Controlled Scribbling

Nicole


2. The following day

The bright midday glare shot through the blinds into my room and onto my face. My head felt as if someone had recently filled it with wet cement and my body was screaming at me to get it something to drink. I reluctantly joined my body in consciousness and slowly rose to my feet. I welcomed the glaring day with a stream of muttered profanities and headed downstairs.

My eyes pulled through a thick, tired blur and focused haphazardly as I stared into the fridge. I stood half-bent and hung on the open door for support the way my mother always told me not to. I felt my body complain about the way I had doused it with whiskey. I continued to stare into the open fridge. I stared at all the colors and shapes almost hypnotically. Time slipped by and I would have heard about it if my mother was around. I anticipated her sharp voice, "standing there with that door wide open. . ." but no voice came and I continued to stare. The cool air that lapped up at my face felt good, nothing else did. I had the perfect clinical example of an Olympic-size hangover. A small, sarcastic voice chirped from a dark corner of my mind, 'had a couple o' drinks last night - eh Denny?'

"Smart ass son o' . . ." I was muttering under my breath when another voice chimed in. This voice wasn't coming from inside my head but I didn't have to look up to see who it belonged to. It was my sister Lisa; she came bouncing into the kitchen, pushed her way into the fridge and grabbed the carton of grapefruit juice I was there to get. I let the door glide shut as I straightened and turned towards her.

"Have a good time last night?" she asked out of a smile that sent my brain spinning. The kind of smile that toned the words in a subtle way to make them say "a little embarrassed?" I hadn't gotten around to thinking of 'last night' yet. I was concerned first with getting some fluids back into my dehydrated body. I extended my hand for the carton of juice and drank heavily from it once it was placed in my hand. While I gulped at the juice I wondered where my mother was; she certainly would have a lot to say about my etiquette today. Some juice found its way around my mouth and splashed wildly down my front.

Lisa started to laugh at me. I thought she left after she handed me the juice. Her laugh ended almost as quickly as it started and I realized her question wasn't completely rhetorical. I let out a deep, rough, morning sigh and asked her what exactly she meant.

She said something as I groped at my memory; I met a girl, that was clear enough in my memory. We hit it off terribly well, that stuck good too. She left and then I rejoined my original group and continued to drink. "Nothing to be embarrassed about there - dear old sister," a little voice stirring in the corner of my mind said to itself in a bad Irish accent.

She smiled a different smile and began to chatter something about how she thought I must have known 'that girl' and how 'that girl's' friend thought it was all a little out of hand.

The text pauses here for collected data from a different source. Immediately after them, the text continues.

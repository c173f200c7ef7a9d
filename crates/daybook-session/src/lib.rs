pub mod credentials;
pub mod manager;
pub mod password;
pub mod session;

pub use credentials::CredentialError;
pub use manager::{SessionManager, SharedSession};
pub use session::Session;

My thoughts drifted and I started to let out another deep, rough, morning sigh when my eyes caught the clock. It was just passing two in the afternoon so I let out a deep, rough, afternoon sigh. My head pounded and I drank the carton of grapefruit juice dry. Lisa finished what she set out to say or noticed my attention span was that of a pigeon; either way she left the room and I believe she then left the house.

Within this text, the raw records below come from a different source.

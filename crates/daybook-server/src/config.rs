use anyhow::Context;

use daybook_assistant::DEFAULT_MODEL;

#[derive(Debug, Clone)]
pub struct AppConfig {
    pub gemini_api_key: String,
    pub gemini_model: String,
    pub host: String,
    pub port: u16,
    pub db_path: String,
    pub jwt_secret: String,
}

impl AppConfig {
    /// Everything is optional with a default except the Gemini key, which the
    /// assistant cannot run without.
    pub fn from_env() -> anyhow::Result<Self> {
        let gemini_api_key =
            std::env::var("GEMINI_API_KEY").context("GEMINI_API_KEY is not set")?;
        if gemini_api_key.is_empty() {
            anyhow::bail!("GEMINI_API_KEY is empty");
        }

        let gemini_model =
            std::env::var("GEMINI_MODEL").unwrap_or_else(|_| DEFAULT_MODEL.into());
        let host = std::env::var("DAYBOOK_HOST").unwrap_or_else(|_| "0.0.0.0".into());
        let port: u16 = std::env::var("DAYBOOK_PORT")
            .unwrap_or_else(|_| "3000".into())
            .parse()
            .context("DAYBOOK_PORT must be a port number")?;
        let db_path = std::env::var("DAYBOOK_DB_PATH").unwrap_or_else(|_| "daybook.db".into());
        let jwt_secret =
            std::env::var("DAYBOOK_JWT_SECRET").unwrap_or_else(|_| "dev-secret-change-me".into());

        Ok(Self {
            gemini_api_key,
            gemini_model,
            host,
            port,
            db_path,
            jwt_secret,
        })
    }
}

I climbed back upstairs and looked through my jacket to see if 'that girl' gave me her number or if that was just my imagination.

"Nicole is my name" the matchbook read in the glare of Sunday's afternoon sun. An address was written below it without a phone number. "Seattle, Washington, that's way west," I thought and an Aramis ad floated across the backdrop of my thoughts: "The East is the East but the West is something completely different." I pieced together more of the night and was happy with the overall picture it was making.

The wet cement in my head throbbed into a thundering fog and I decided to take a nap until dinner.